◆ **ACTIVITY**
Find the word "error" below. Copy each line that has it.

◆ **PROVIDED RECORDS**
----------

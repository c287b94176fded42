/*
 * Copyright (C) 2026 The Argo CD Extra App Info Exporter Authors
 *
 * Licensed under the Apache License, Version 2.0 (the "License");
 * you may not use this file except in compliance with the License.
 * You may obtain a copy of the License at
 *
 * http://www.apache.org/licenses/LICENSE-2.0
 *
 * Unless required by applicable law or agreed to in writing, software
 * distributed under the License is distributed on an "AS IS" BASIS,
 * WITHOUT WARRANTIES OR CONDITIONS OF ANY KIND, either express or implied.
 * See the License for the specific language governing permissions and
 * limitations under the License.
 */

use serde::Serialize;
use std::sync::atomic::{AtomicBool, Ordering};

#[derive(Clone, Debug, Serialize)]
pub struct ComponentHealth {
    pub name: &'static str,
    pub healthy: bool,
    #[serde(skip_serializing_if = "Option::is_none")]
    pub error: Option<String>,
}

#[derive(Clone, Debug, Serialize, PartialEq, Eq)]
#[serde(rename_all = "lowercase")]
pub enum HealthStatus {
    Ready,
    Degraded,
}

#[derive(Clone, Debug, Serialize)]
pub struct HealthReport {
    pub status: HealthStatus,
    pub components: Vec<ComponentHealth>,
}

impl HealthReport {
    pub fn is_ready(&self) -> bool {
        self.status == HealthStatus::Ready
    }
}

/// Liveness and readiness state shared with the HTTP server.
///
/// Readiness flips once the refresh loop completes its first successful
/// cycle; a scrape before that point would serve an empty gauge set.
#[derive(Default)]
pub struct ExporterHealth {
    refresh_succeeded: AtomicBool,
}

impl ExporterHealth {
    pub fn mark_refresh_succeeded(&self) {
        self.refresh_succeeded.store(true, Ordering::Relaxed);
    }

    pub fn readiness_report(&self) -> HealthReport {
        if self.refresh_succeeded.load(Ordering::Relaxed) {
            HealthReport {
                status: HealthStatus::Ready,
                components: vec![ComponentHealth {
                    name: "refresh_loop",
                    healthy: true,
                    error: None,
                }],
            }
        } else {
            HealthReport {
                status: HealthStatus::Degraded,
                components: vec![ComponentHealth {
                    name: "refresh_loop",
                    healthy: false,
                    error: Some("no refresh cycle has completed yet".to_string()),
                }],
            }
        }
    }

    pub fn liveness_report(&self) -> HealthReport {
        HealthReport {
            status: HealthStatus::Ready,
            components: vec![ComponentHealth {
                name: "process",
                healthy: true,
                error: None,
            }],
        }
    }
}
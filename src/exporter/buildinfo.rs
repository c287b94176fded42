/*
 * Copyright (C) 2026 The Argo CD Extra App Info Exporter Authors
 *
 * Licensed under the Apache License, Version 2.0 (the "License");
 * you may not use this file except in compliance with the License.
 * You may obtain a copy of the License at
 *
 * http://www.apache.org/licenses/LICENSE-2.0
 *
 * Unless required by applicable law or agreed to in writing, software
 * distributed under the License is distributed on an "AS IS" BASIS,
 * WITHOUT WARRANTIES OR CONDITIONS OF ANY KIND, either express or implied.
 * See the License for the specific language governing permissions and
 * limitations under the License.
 */

//! Build metadata reported by `--version` and at startup.

/// Returns a one-line description of this build.
///
/// The commit hash is injected by CI through the `BUILD_GIT_COMMIT`
/// environment variable and is omitted for local builds.
pub fn version() -> String {
    let mut info = format!("{} v{}", env!("CARGO_PKG_NAME"), env!("CARGO_PKG_VERSION"));
    if let Some(commit) = option_env!("BUILD_GIT_COMMIT") {
        info.push_str(" (");
        info.push_str(commit);
        info.push(')');
    }
    info
}
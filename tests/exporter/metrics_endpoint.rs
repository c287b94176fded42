/*
 * Copyright (C) 2026 The Argo CD Extra App Info Exporter Authors
 *
 * Licensed under the Apache License, Version 2.0 (the "License");
 * you may not use this file except in compliance with the License.
 * You may obtain a copy of the License at
 *
 * http://www.apache.org/licenses/LICENSE-2.0
 *
 * Unless required by applicable law or agreed to in writing, software
 * distributed under the License is distributed on an "AS IS" BASIS,
 * WITHOUT WARRANTIES OR CONDITIONS OF ANY KIND, either express or implied.
 * See the License for the specific language governing permissions and
 * limitations under the License.
 */

use std::sync::Arc;

use axum::body::{to_bytes, Body};
use axum::http::{Request, StatusCode};
use tower::ServiceExt;

use argocd_extra_app_info_exporter::exporter::server::{build_router, AppState};

use crate::support::{harness, record, StubResponse};

async fn scrape(router: axum::Router, path: &str) -> (StatusCode, String) {
    let response = router
        .oneshot(
            Request::builder()
                .uri(path)
                .body(Body::empty())
                .expect("request built"),
        )
        .await
        .expect("response");
    let status = response.status();
    let bytes = to_bytes(response.into_body(), usize::MAX)
        .await
        .expect("body read");
    (status, String::from_utf8(bytes.to_vec()).expect("utf8 body"))
}

#[tokio::test]
async fn scrape_reflects_the_latest_cycle() {
    let h = harness(
        vec![
            StubResponse::Records(vec![
                record("argocd", "guestbook", "default", "HEAD"),
                record("argocd", "retired", "default", "v0.9"),
            ]),
            StubResponse::Records(vec![record("argocd", "guestbook", "default", "v1.0.0")]),
        ],
        &[],
    );
    let state = Arc::new(AppState {
        metrics: Arc::clone(&h.metrics),
        health: Arc::clone(&h.health),
    });
    let router = build_router("/metrics", state).expect("router built");

    h.refresh.run_cycle().await;
    let (status, text) = scrape(router.clone(), "/metrics").await;
    assert_eq!(status, StatusCode::OK);
    assert!(text.contains("revision=\"HEAD\""));
    assert!(text.contains("name=\"retired\""));

    h.refresh.run_cycle().await;
    let (_, text) = scrape(router, "/metrics").await;
    assert!(text.contains("revision=\"v1.0.0\""));
    assert!(!text.contains("name=\"retired\""), "stale series survived: {text}");
    assert!(!text.contains("revision=\"HEAD\""));
}

#[tokio::test]
async fn scrape_after_fetch_failure_serves_previous_cycle() {
    let h = harness(
        vec![
            StubResponse::Records(vec![record("argocd", "guestbook", "default", "HEAD")]),
            StubResponse::Failure("api unavailable"),
        ],
        &[],
    );
    let state = Arc::new(AppState {
        metrics: Arc::clone(&h.metrics),
        health: Arc::clone(&h.health),
    });
    let router = build_router("/metrics", state).expect("router built");

    h.refresh.run_cycle().await;
    h.refresh.run_cycle().await;

    let (status, text) = scrape(router, "/metrics").await;
    assert_eq!(status, StatusCode::OK);
    assert!(text.contains("name=\"guestbook\""));
    assert!(text.contains("result=\"error\""));
}

#[tokio::test]
async fn filtered_records_never_reach_the_exposition() {
    let h = harness(
        vec![StubResponse::Records(vec![
            record("argocd", "kept", "default", "v1"),
            record("argocd", "excluded", "default", "main"),
            record("argocd", "unset", "default", ""),
        ])],
        &["main"],
    );
    let state = Arc::new(AppState {
        metrics: Arc::clone(&h.metrics),
        health: Arc::clone(&h.health),
    });
    let router = build_router("/metrics", state).expect("router built");

    h.refresh.run_cycle().await;

    let (_, text) = scrape(router, "/metrics").await;
    assert!(text.contains("name=\"kept\""));
    assert!(!text.contains("name=\"excluded\""));
    assert!(!text.contains("name=\"unset\""));
}
/*
 * Copyright (C) 2026 The Argo CD Extra App Info Exporter Authors
 *
 * Licensed under the Apache License, Version 2.0 (the "License");
 * you may not use this file except in compliance with the License.
 * You may obtain a copy of the License at
 *
 * http://www.apache.org/licenses/LICENSE-2.0
 *
 * Unless required by applicable law or agreed to in writing, software
 * distributed under the License is distributed on an "AS IS" BASIS,
 * WITHOUT WARRANTIES OR CONDITIONS OF ANY KIND, either express or implied.
 * See the License for the specific language governing permissions and
 * limitations under the License.
 */

mod metrics_endpoint;
mod refresh_cycles;
mod support;
/*
 * Copyright (C) 2026 The Argo CD Extra App Info Exporter Authors
 *
 * Licensed under the Apache License, Version 2.0 (the "License");
 * you may not use this file except in compliance with the License.
 * You may obtain a copy of the License at
 *
 * http://www.apache.org/licenses/LICENSE-2.0
 *
 * Unless required by applicable law or agreed to in writing, software
 * distributed under the License is distributed on an "AS IS" BASIS,
 * WITHOUT WARRANTIES OR CONDITIONS OF ANY KIND, either express or implied.
 * See the License for the specific language governing permissions and
 * limitations under the License.
 */

pub mod argocd;
pub mod buildinfo;
pub mod cli;
pub mod logger;
pub mod observability;
pub mod refresh;
pub mod server;
pub mod util;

----------

◆ **RESPONSE BELOW**
    pub error: Option<String>,
                    error: None,
                    error: Some("no refresh cycle has completed yet".to_string()),
                error: None,
    assert!(text.contains("result=\"error\""));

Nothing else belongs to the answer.